En plein mois d’août à Madrid, José, sans travail, est envoyé par l’Agence pour l’Emploi comme figurant sur le tournage de l’émission télévisée Spéciale Nouvel An. Des centaines de personnes comme lui vont passer une dizaine de jours enfermés jour et nuit, transpirant abondamment, à faire semblant de rire, à applaudir sans cesse des numéros qu’ils ne voient même pas et célébrer bêtement la fausse arrivée de la nouvelle année. Alphonso, la vedette de la soirée, est capable de tout pour s’assurer la meilleure audience .
Mi Gran Noche – 23 Octobre 2015 - Réalisé par Alex de la Iglesias
José, sans emploi, reçoit un sms qui l'envoie pour aller travailler comme figurant lors du tournage d'une émission « spéciale nouvel an » ! Pourquoi lui ? Parce que son prédécesseur s'est fait écraser par une caméra en plein tournage. Le voilà donc prêt à aller faire la fête, munis de son plus beau costume, ce qui laisse perplexe les personnes qu'il croise dans le métro, car oui en plein mois d’août ce n'est pas commun ! Une fois au studio, il rentre dans un univers chaotique, la fête bat son plein, les figurants s'enlacent, s'embrassent et bien plus. Les présentateurs se déchirent, le jeune éphèbe à la mode est la cible de chantage et la vieille gloire est aussi sympathique que le plus célèbre des seigneurs Sith. Un cocktail explosif auquel le stoïque José prend part …

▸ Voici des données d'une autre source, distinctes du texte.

use std::process::Command;

fn main() {
    // CI passes both values so that reproducible builds get stable output.
    let datetime = std::env::var("BUILD_DATETIME").unwrap_or_else(|_| {
        chrono::Utc::now()
            .format("%Y-%m-%d %H:%M:%S UTC")
            .to_string()
    });

    let git_hash = std::env::var("BUILD_GIT_HASH")
        .ok()
        .or_else(git_hash)
        .unwrap_or_else(|| "unknown".to_string());

    println!("cargo:rustc-env=BUILD_DATETIME={datetime}");
    println!("cargo:rustc-env=BUILD_GIT_HASH={git_hash}");

    println!("cargo:rerun-if-changed=build.rs");
    println!("cargo:rerun-if-env-changed=BUILD_DATETIME");
    println!("cargo:rerun-if-env-changed=BUILD_GIT_HASH");
}

/// Short hash of HEAD with a `-dirty` suffix for uncommitted changes
fn git_hash() -> Option<String> {
    let output = Command::new("git")
        .args(["rev-parse", "--short", "HEAD"])
        .output()
        .ok()?;
    if !output.status.success() {
        return None;
    }
    let hash = String::from_utf8(output.stdout).ok()?;

    let dirty = Command::new("git")
        .args(["diff", "--quiet"])
        .status()
        .is_ok_and(|status| !status.success());

    Some(format!("{}{}", hash.trim(), if dirty { "-dirty" } else { "" }))
}
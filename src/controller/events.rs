//! # Events
//!
//! Publishes Kubernetes events for lifecycle transitions.

use crate::constants::FIELD_MANAGER;
use async_trait::async_trait;
use k8s_openapi::api::core::v1::ObjectReference;
use kube::runtime::events::{Event, EventType, Recorder, Reporter};
use kube::Client;
use tracing::warn;

/// Severity of a lifecycle event
#[derive(Debug, Clone, Copy, PartialEq, Eq)]
pub enum EventKind {
    Normal,
    Warning,
}

/// One event about a record
#[derive(Debug, Clone, PartialEq, Eq)]
pub struct LifecycleEvent {
    pub kind: EventKind,
    pub reason: String,
    pub message: String,
}

impl LifecycleEvent {
    pub fn normal(reason: impl Into<String>, message: impl Into<String>) -> Self {
        Self {
            kind: EventKind::Normal,
            reason: reason.into(),
            message: message.into(),
        }
    }

    pub fn warning(reason: impl Into<String>, message: impl Into<String>) -> Self {
        Self {
            kind: EventKind::Warning,
            reason: reason.into(),
            message: message.into(),
        }
    }
}

/// Destination of lifecycle events. Publishing is best effort.
#[async_trait]
pub trait EventSink: Send + Sync {
    async fn publish(&self, reference: &ObjectReference, event: LifecycleEvent);
}

/// Event sink backed by the events API
pub struct KubeEventSink {
    recorder: Recorder,
}

impl std::fmt::Debug for KubeEventSink {
    fn fmt(&self, f: &mut std::fmt::Formatter<'_>) -> std::fmt::Result {
        f.debug_struct("KubeEventSink").finish_non_exhaustive()
    }
}

impl KubeEventSink {
    #[must_use]
    pub fn new(client: Client, controller: &str) -> Self {
        let reporter = Reporter {
            controller: format!("{FIELD_MANAGER}/{controller}"),
            instance: std::env::var("POD_NAME").ok(),
        };
        Self {
            recorder: Recorder::new(client, reporter),
        }
    }
}

#[async_trait]
impl EventSink for KubeEventSink {
    async fn publish(&self, reference: &ObjectReference, event: LifecycleEvent) {
        let type_ = match event.kind {
            EventKind::Normal => EventType::Normal,
            EventKind::Warning => EventType::Warning,
        };
        let kube_event = Event {
            type_,
            reason: event.reason.clone(),
            note: Some(event.message),
            action: event.reason,
            secondary: None,
        };
        if let Err(e) = self.recorder.publish(&kube_event, reference).await {
            warn!(
                object = reference.name.as_deref().unwrap_or("unknown"),
                error = %e,
                "failed to publish event"
            );
        }
    }
}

C'est un film que j'ai longtemps attendu, d'abord en salles, puis en vod, puis en téléchargement illégal avant de penser par dépit à me rabattre sur un blu-ray ou un dvd en import, bref les 4 étapes logiques lorsque que vous attendez un film qui ne sortira jamais chez vous ! Et c'est donc plus de deux ans après sa sortie en Espagne que j'ai pu enfin le découvrir sur « Netflix » !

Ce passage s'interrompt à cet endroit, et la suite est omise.